Last Monday, April 27th marked the 18th year in row that Mark Shatsford swore up and down that he was “moving out of this damn city”. In early 1997 Mark had just graduated with an Accounting Degree from Millersville and wanted to try out city life, like so many people his age.

“I thought it was great, you know?” said Mark, “But as soon as I moved out here I knew it was a mistake, I wanted to be close to people my age in a town that was transforming into an up and coming scene, I had no idea it was going to be so noisy in a city, and the crime? Why is there so much stabbing?!”

Mark had just moved to the corner of West Chestnut Street and North Prince Street when the area was becoming famous for it’s strip on Art Galleries when swarms of pretentious assholes would swarm the streets every First Friday.

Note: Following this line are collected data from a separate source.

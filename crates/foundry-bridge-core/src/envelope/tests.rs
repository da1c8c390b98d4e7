// crates/foundry-bridge-core/src/envelope/tests.rs
// ============================================================================
// Module: Tool Envelope Unit Tests
// Description: Unit tests for the wire envelope shapes.
// Purpose: Validate the status discriminator and error payload encoding.
// Dependencies: foundry-bridge-core
// ============================================================================

//! ## Overview
//! Exercises envelope serialization: the `status` discriminator must always
//! be present and callers must be able to branch on it alone.

// ============================================================================
// SECTION: Lint Configuration
// ============================================================================

#![allow(
    clippy::expect_used,
    clippy::unwrap_used,
    clippy::panic,
    reason = "Test-only assertions favor direct unwrap/expect for clarity."
)]

// ============================================================================
// SECTION: Imports
// ============================================================================

use serde_json::json;

use super::ToolRequest;
use super::ToolResponse;
use crate::errors::ErrorKind;
use crate::errors::GatewayError;

// ============================================================================
// SECTION: Request Decoding
// ============================================================================

#[test]
fn request_parameters_default_to_empty_mapping() {
    let request: ToolRequest =
        serde_json::from_value(json!({"tool_name": "greet"})).expect("decode");
    assert_eq!(request.tool_name, "greet");
    assert!(request.parameters.is_empty());
}

#[test]
fn request_decodes_parameter_mapping() {
    let request: ToolRequest =
        serde_json::from_value(json!({"tool_name": "add_numbers", "parameters": {"a": 1, "b": 2}}))
            .expect("decode");
    assert_eq!(request.parameters.len(), 2);
}

// ============================================================================
// SECTION: Response Encoding
// ============================================================================

#[test]
fn success_envelope_carries_status_discriminator() {
    let response = ToolResponse::success(json!({"sum": 3}));
    let encoded = serde_json::to_value(&response).expect("encode");
    assert_eq!(encoded, json!({"status": "success", "result": {"sum": 3}}));
}

#[test]
fn error_envelope_carries_kind_and_message() {
    let err = GatewayError::UnknownTool {
        name: "nope".to_string(),
    };
    let response = ToolResponse::failure(&err);
    let encoded = serde_json::to_value(&response).expect("encode");
    assert_eq!(encoded["status"], "error");
    assert_eq!(encoded["error"]["kind"], "UnknownTool");
    assert_eq!(encoded["error"]["message"], "unknown tool: nope");
}

#[test]
fn error_kind_accessor_distinguishes_variants() {
    let ok = ToolResponse::success(json!(null));
    assert_eq!(ok.error_kind(), None);
    let err = ToolResponse::failure(&GatewayError::invalid_parameter("a", "missing"));
    assert_eq!(err.error_kind(), Some(ErrorKind::InvalidParameters));
}

#[test]
fn envelope_round_trips() {
    let response = ToolResponse::success(json!({"ok": true}));
    let encoded = serde_json::to_string(&response).expect("encode");
    let decoded: ToolResponse = serde_json::from_str(&encoded).expect("decode");
    assert_eq!(decoded, response);
}
// crates/foundry-bridge-mcp/src/config.rs
// ============================================================================
// Module: Gateway Configuration
// Description: Environment-driven configuration for the dispatch gateway.
// Purpose: Provide strict, fail-closed config resolution with hard limits.
// Dependencies: foundry-bridge-core, thiserror
// ============================================================================

//! ## Overview
//! Configuration is resolved from environment variables through an injectable
//! lookup so tests never mutate process-global state. Unset variables fall
//! back to documented defaults; present-but-invalid values fail closed. The
//! workspace coordinates are all-or-nothing: a partially configured workspace
//! is an error rather than a silently disabled bridge.
//!
//! Security posture: environment values are untrusted input.

// ============================================================================
// SECTION: Imports
// ============================================================================

use std::env;
use std::net::IpAddr;
use std::net::SocketAddr;
use std::path::PathBuf;

use foundry_bridge_core::WorkspaceCoordinates;
use thiserror::Error;

// ============================================================================
// SECTION: Constants
// ============================================================================

/// Environment variable naming the server instance.
pub const ENV_SERVER_NAME: &str = "MCP_SERVER_NAME";
/// Environment variable for the bind host.
pub const ENV_SERVER_HOST: &str = "MCP_SERVER_HOST";
/// Environment variable for the bind port.
pub const ENV_SERVER_PORT: &str = "MCP_SERVER_PORT";
/// Environment variable for the tool-call route prefix.
pub const ENV_SERVER_PATH: &str = "MCP_SERVER_PATH";
/// Environment variable for the Azure subscription identifier.
pub const ENV_SUBSCRIPTION_ID: &str = "AZURE_SUBSCRIPTION_ID";
/// Environment variable for the Azure resource group.
pub const ENV_RESOURCE_GROUP: &str = "AZURE_RESOURCE_GROUP";
/// Environment variable for the Azure ML workspace name.
pub const ENV_WORKSPACE_NAME: &str = "AZURE_ML_WORKSPACE";
/// Environment variable for the pipeline definition root directory.
pub const ENV_PIPELINE_ROOT: &str = "AML_PIPELINE_ROOT";
/// Environment variable for the outbound request timeout.
pub const ENV_REQUEST_TIMEOUT_MS: &str = "AML_REQUEST_TIMEOUT_MS";

/// Default server instance name.
pub const DEFAULT_SERVER_NAME: &str = "foundry-bridge";
/// Default bind host.
pub const DEFAULT_SERVER_HOST: &str = "127.0.0.1";
/// Default bind port.
pub const DEFAULT_SERVER_PORT: u16 = 8000;
/// Default tool-call route prefix.
pub const DEFAULT_SERVER_PATH: &str = "/mcp";
/// Default pipeline definition root directory.
pub const DEFAULT_PIPELINE_ROOT: &str = "aml";
/// Default outbound request timeout in milliseconds.
pub const DEFAULT_REQUEST_TIMEOUT_MS: u64 = 30_000;
/// Minimum allowed outbound request timeout in milliseconds.
pub const MIN_REQUEST_TIMEOUT_MS: u64 = 1_000;
/// Maximum allowed outbound request timeout in milliseconds.
pub const MAX_REQUEST_TIMEOUT_MS: u64 = 300_000;

// ============================================================================
// SECTION: Errors
// ============================================================================

/// Configuration resolution errors.
///
/// # Invariants
/// - Variants are stable for programmatic handling.
/// - Messages name the offending variable, never its value.
#[derive(Debug, Clone, Error, PartialEq, Eq)]
pub enum ConfigError {
    /// A variable is present but cannot be parsed or is out of range.
    #[error("invalid value for {name}: {reason}")]
    InvalidVariable {
        /// Variable name.
        name: String,
        /// Parse or range failure detail.
        reason: String,
    },
    /// Workspace coordinates are partially configured.
    #[error("incomplete workspace configuration: {name} is not set")]
    IncompleteWorkspace {
        /// Missing variable name.
        name: String,
    },
}

impl ConfigError {
    /// Builds an invalid-variable error for the named variable.
    fn invalid(name: &str, reason: impl Into<String>) -> Self {
        Self::InvalidVariable {
            name: name.to_string(),
            reason: reason.into(),
        }
    }
}

// ============================================================================
// SECTION: Server Configuration
// ============================================================================

/// HTTP server configuration.
///
/// # Invariants
/// - `path` starts with `/` and carries no trailing slash.
#[derive(Debug, Clone, PartialEq, Eq)]
pub struct ServerConfig {
    /// Server instance name reported on the info route.
    pub name: String,
    /// Bind host.
    pub host: String,
    /// Bind port.
    pub port: u16,
    /// Tool-call route prefix.
    pub path: String,
}

impl Default for ServerConfig {
    fn default() -> Self {
        Self {
            name: DEFAULT_SERVER_NAME.to_string(),
            host: DEFAULT_SERVER_HOST.to_string(),
            port: DEFAULT_SERVER_PORT,
            path: DEFAULT_SERVER_PATH.to_string(),
        }
    }
}

impl ServerConfig {
    /// Returns the socket address to bind.
    ///
    /// # Errors
    ///
    /// Returns [`ConfigError::InvalidVariable`] when the host does not parse
    /// as an IP address.
    pub fn bind_addr(&self) -> Result<SocketAddr, ConfigError> {
        let ip: IpAddr = self
            .host
            .parse()
            .map_err(|_| ConfigError::invalid(ENV_SERVER_HOST, "not an IP address"))?;
        Ok(SocketAddr::new(ip, self.port))
    }

    /// Returns the tool-call route, `{path}/call`.
    #[must_use]
    pub fn call_route(&self) -> String {
        format!("{}/call", self.path)
    }
}

// ============================================================================
// SECTION: Gateway Configuration
// ============================================================================

/// Resolved gateway configuration.
///
/// # Invariants
/// - `workspace` is `Some` only when all three coordinates are set.
/// - `request_timeout_ms` is within the documented bounds.
#[derive(Debug, Clone, PartialEq, Eq)]
pub struct GatewayConfig {
    /// HTTP server configuration.
    pub server: ServerConfig,
    /// Azure ML workspace coordinates, when fully configured.
    pub workspace: Option<WorkspaceCoordinates>,
    /// Root directory for pipeline definition references.
    pub pipeline_root: PathBuf,
    /// Outbound request timeout in milliseconds.
    pub request_timeout_ms: u64,
}

impl GatewayConfig {
    /// Resolves configuration from the process environment.
    ///
    /// # Errors
    ///
    /// Returns [`ConfigError`] when a present variable is invalid or the
    /// workspace coordinates are partially configured.
    pub fn from_env() -> Result<Self, ConfigError> {
        Self::from_lookup(|name| env::var(name).ok())
    }

    /// Resolves configuration from an environment-style lookup.
    ///
    /// # Errors
    ///
    /// Returns [`ConfigError`] when a present variable is invalid or the
    /// workspace coordinates are partially configured.
    pub fn from_lookup(lookup: impl Fn(&str) -> Option<String>) -> Result<Self, ConfigError> {
        let name = lookup(ENV_SERVER_NAME).unwrap_or_else(|| DEFAULT_SERVER_NAME.to_string());
        let host = lookup(ENV_SERVER_HOST).unwrap_or_else(|| DEFAULT_SERVER_HOST.to_string());
        let port = match lookup(ENV_SERVER_PORT) {
            Some(raw) => raw
                .parse::<u16>()
                .map_err(|_| ConfigError::invalid(ENV_SERVER_PORT, "not a port number"))?,
            None => DEFAULT_SERVER_PORT,
        };
        let path = normalize_path(
            &lookup(ENV_SERVER_PATH).unwrap_or_else(|| DEFAULT_SERVER_PATH.to_string()),
        )?;
        let workspace = resolve_workspace(&lookup)?;
        let pipeline_root = PathBuf::from(
            lookup(ENV_PIPELINE_ROOT).unwrap_or_else(|| DEFAULT_PIPELINE_ROOT.to_string()),
        );
        let request_timeout_ms = match lookup(ENV_REQUEST_TIMEOUT_MS) {
            Some(raw) => {
                let parsed = raw
                    .parse::<u64>()
                    .map_err(|_| ConfigError::invalid(ENV_REQUEST_TIMEOUT_MS, "not a number"))?;
                if !(MIN_REQUEST_TIMEOUT_MS..=MAX_REQUEST_TIMEOUT_MS).contains(&parsed) {
                    return Err(ConfigError::invalid(
                        ENV_REQUEST_TIMEOUT_MS,
                        format!(
                            "must be between {MIN_REQUEST_TIMEOUT_MS} and {MAX_REQUEST_TIMEOUT_MS}"
                        ),
                    ));
                }
                parsed
            }
            None => DEFAULT_REQUEST_TIMEOUT_MS,
        };
        Ok(Self {
            server: ServerConfig {
                name,
                host,
                port,
                path,
            },
            workspace,
            pipeline_root,
            request_timeout_ms,
        })
    }
}

/// Normalizes the route prefix: leading slash required, trailing removed.
fn normalize_path(raw: &str) -> Result<String, ConfigError> {
    if !raw.starts_with('/') || raw.len() < 2 {
        return Err(ConfigError::invalid(
            ENV_SERVER_PATH,
            "must start with '/' and name a route",
        ));
    }
    Ok(raw.trim_end_matches('/').to_string())
}

/// Resolves workspace coordinates; all three variables or none.
fn resolve_workspace(
    lookup: impl Fn(&str) -> Option<String>,
) -> Result<Option<WorkspaceCoordinates>, ConfigError> {
    let subscription_id = lookup(ENV_SUBSCRIPTION_ID);
    let resource_group = lookup(ENV_RESOURCE_GROUP);
    let workspace_name = lookup(ENV_WORKSPACE_NAME);
    match (subscription_id, resource_group, workspace_name) {
        (None, None, None) => Ok(None),
        (Some(subscription_id), Some(resource_group), Some(workspace_name)) => {
            Ok(Some(WorkspaceCoordinates {
                subscription_id,
                resource_group,
                workspace_name,
            }))
        }
        (None, _, _) => Err(ConfigError::IncompleteWorkspace {
            name: ENV_SUBSCRIPTION_ID.to_string(),
        }),
        (_, None, _) => Err(ConfigError::IncompleteWorkspace {
            name: ENV_RESOURCE_GROUP.to_string(),
        }),
        (_, _, None) => Err(ConfigError::IncompleteWorkspace {
            name: ENV_WORKSPACE_NAME.to_string(),
        }),
    }
}

#[cfg(test)]
mod tests;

“I just sat down to watch Frasier, and I hear this huge motor kick on, I look out my window and someone decided to park their food truck right outside my front door. There were people everywhere, I thought to myself, I can’t believe this is happening on my street and no one is doing anything about it!” explained Mark. “I wanted to be part of the scene, but, the violence has become too much.”

Mark of course is referring to the epidemic of stabbings that Lancaster had become famous for over the course of two decades. Knife stabbings, car on house stabbings, even boat stabbings. You name it, someone in Lancaster stabbed it.

“Well this is the year I’m getting the hell out of here, 18 years is enough” said Mark. “Frankly the quality of life continues to improve my ass”

220px-Mayor_Rick_GrayMayor Rick Gray will be holding an award ceremony for Mark to award him for his record setting petulant bitching in Penn Square on May 15th.